Chega ao fim no próximo domingo na HBO Brasil “The newsroom”, nova série criada por Aaron Sorkin – autor de produções como “The West Wing” e “Studio 60 on the sunset strip”. O drama que acompanha o dia a dia de um programa de notícias da fictícia ACN, no entanto, é seu primeiro show depois do Oscar conquistado pelo roteiro de A rede social.
“The newsroom” tem provocado um racha na crítica especializada e dividido jornalistas ao redor do mundo. Isso porque Sorkin abre mão do cinismo que costuma pontuar a retratação da mídia em Hollywood, mas não abre mão de um discurso levemente politizado. Em “The newsroom”, Sorkin parte de eventos reais para tecer um comentário pessoal sobre como a imprensa televisiva, em particular, e a mídia, de maneira geral, deveriam se comportar. De forte convicção esquerdista, Sorkin desce a lenha nos republicanos e usa “The newsroom” como um palanque para defesa de algumas bandeiras democratas.
Há quem enxergue ingenuidade de Sorkin na concepção de "The newsroom". Uma vez que o equilíbrio entre o comercial e o editorial é feito de muito mais choques e consternações do que o programa News Night, ancorado por Will McAvoy (Jeff Daniels), recebe da direção do conglomerado de comunicação do qual faz parte.

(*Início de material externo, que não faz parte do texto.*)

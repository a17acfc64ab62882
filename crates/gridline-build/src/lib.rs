//! Gridline package builds.
//!
//! A build merges the dependency closure of a backend subset, optionally
//! runs the acceptance check scoped to those backends and core, then checks
//! that every backend module imports.

pub mod builder;
pub mod importer;

pub use builder::{BuildSettings, PackageBuilder};
pub use importer::CommandImporter;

No entanto, há quem receba com bons olhos o otimismo indisfarçado de Sorkin na manipulação do que seria a atuação ideal do jornalismo americano. Esse comprometimento com o idealismo é defendido por quem crê que há muito tempo a imprensa desobrigou-se de um de seus pilares fundamentais: informar de maneira contextualizada o cidadão.
Mas se Sorkin acerta no remédio, erra na dose. Em “The newsroom”, a equipe de MacAvoy e Mackenzie McHale (Emily Mortimer), sua ex-namorada e produtora executiva, soa utópica demais e realista de menos. Ainda que haja acuidade na dinâmica da redação e dos personagens, é pouco verossímil a vocação da equipe para sempre buscar a “notícia que vende poucos jornais”. Ainda mais em tempos de crise do atual modelo de jornalismo – cenário pouco aprofundado pela série em suas ilações sobre a internet. Sorkin soa arrogante quando parece querer doutrinar tanto público quanto jornalistas do que realmente importa. São percepções que de alguma maneira gravitam a série, inegavelmente bem escrita, cativante e inteligente nas bifurcações que faz com casos reais como o assassinato de Osama Bin Laden ou as primárias republicanas.
No quarto episódio, seguramente o melhor desta 1ª temporada, Sorkin propõe com alguma inventividade uma discussão interessante sobre diferentes facetas do jornalismo quando Will tenta “civilizar” uma colunista de fofocas em meio a uma fase em que o próprio se vê no centro da cobertura de celebridades.

Em foto da Vanity Fair, Aaron Sorkin (de camisa branca) orienta elenco e equipe no principal set de "The newsroom"


“The newsroom”, indubitavelmente, carrega consigo algumas das melhores características do texto de Aaron Sorkin; e sua visão crítica da América não deixa de ser um deleite para espectadores com algum engajamento político. Contudo, a série não cumpre as expectativas que despertou. É mais um produto para ser veiculado nos primeiros anos da faculdade de jornalismo do que algo essencialmente factível. Nesse sentido, “The newsroom” não deixa de ser uma ostentação tanto da HBO quanto de Aaron Sorkin. É um entretenimento coeso, somente possível em uma plataforma como a HBO, e que objetiva articular ideias e visões políticas a partir de um contexto pretensamente real.
É o tipo de série que você fica em dúvida se realmente gosta, mas que se sente instigado a acompanhar. Talvez por suas potencialidades, talvez pela ingenuidade descrente de Sorkin ou simplesmente pela curiosidade de saber como um jornalístico televisivo é produzido.